Von Mahnstätten über zeithistorische Museen zu Orten des Massentourismus?

Gedenkstätten an Orten von NS-Verbrechen in Polen und Deutschland
19.00 

Forschungsbeiträge und Materialien der Stiftung Brandenburgische Gedenkstätten, Band 18

Unter grundsätzlich unterschiedlichen Ausgangsbedingungen entstand in Polen, in der DDR sowie der Bundesrepublik Deutschland nach 1945 eine Vielzahl von Gedenkstätten, Museen und Mahnmalen, die an die deutschen Verbrechen in der Zeit der NS-Diktatur erinnern. Nach 1989/90 kam es sowohl in Polen als auch in Deutschland zu einer gesellschaftlichpolitischen Neubestimmung der Rolle der NS-Gedenkstätten. Mit dem zunehmenden Abstand zu den historischen Ereignissen, mit dem Sterben der Zeitzeugen und unter neuen politischen Rahmen bedingungen veränderten sich die Gedenkstätten in beiden Ländern sehr stark. Der Band dokumentiert die Beiträge einer polnisch-deutschen Tagung, die den 70. Jahrestag des Endes des Zweiten Weltkrieges zum Anlass nahm, eine Zwischenbilanz der jeweiligen erinnerungskulturellen Entwicklung zu ziehen.

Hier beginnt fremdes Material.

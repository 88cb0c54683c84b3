//! Platform asset and notification payloads (camelCase JSON).

use serde::{Deserialize, Deserializer, Serialize};

/// An asset as the platform stores it.
#[derive(Debug, Clone, Default, PartialEq, Serialize, Deserialize)]
#[serde(rename_all = "camelCase")]
pub struct Asset {
    #[serde(default, skip_serializing_if = "Option::is_none")]
    pub id: Option<i32>,
    #[serde(default)]
    pub project_id: String,
    #[serde(default)]
    pub global_asset_identifier: String,
    #[serde(default, skip_serializing_if = "Option::is_none")]
    pub name: Option<String>,
    #[serde(default, skip_serializing_if = "Option::is_none")]
    pub description: Option<String>,
    #[serde(default)]
    pub asset_type: String,
    /// Free-form device identifiers; at most one is expected to be an EUI.
    #[serde(default, deserialize_with = "null_as_empty")]
    pub device_ids: Vec<String>,
    #[serde(default, skip_serializing_if = "Option::is_none")]
    pub parent_locational_asset_id: Option<i32>,
}

/// Stripped assets carry `"deviceIds": null`; read it as no links.
fn null_as_empty<'de, D>(deserializer: D) -> Result<Vec<String>, D::Error>
where
    D: Deserializer<'de>,
{
    Ok(Option::<Vec<String>>::deserialize(deserializer)?.unwrap_or_default())
}

/// One frame from the asset-listener stream: a snapshot plus the
/// HTTP-style status code describing what happened to it.
#[derive(Debug, Clone, PartialEq, Serialize, Deserialize)]
#[serde(rename_all = "camelCase")]
pub struct AssetListen {
    #[serde(flatten)]
    pub asset: Asset,
    #[serde(default)]
    pub status_code: Option<u16>,
}

/// German/English message pair.
#[derive(Debug, Clone, Default, PartialEq, Eq, Serialize, Deserialize)]
pub struct Translation {
    #[serde(skip_serializing_if = "Option::is_none")]
    pub de: Option<String>,
    #[serde(skip_serializing_if = "Option::is_none")]
    pub en: Option<String>,
}

/// A user notification posted to the platform.
#[derive(Debug, Clone, PartialEq, Eq, Serialize, Deserialize)]
#[serde(rename_all = "camelCase")]
pub struct Notification {
    pub user: String,
    #[serde(skip_serializing_if = "Option::is_none")]
    pub project_id: Option<String>,
    pub message: Translation,
}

Polnische und deutsche Historiker und Gedenkstättenexperten nutzten die vom Zentrum für Historische Forschung Berlin der Polnischen Akademie der Wissenschaften (PAN) und von der Gedenkstätte Sachsenhausen organisierte Konferenz, um kritisch über den Funktions- und Bedeutungswandel der Gedenkstätten und über die Zukunft der Erinnerungskultur in beiden Nachbarländern zu diskutieren.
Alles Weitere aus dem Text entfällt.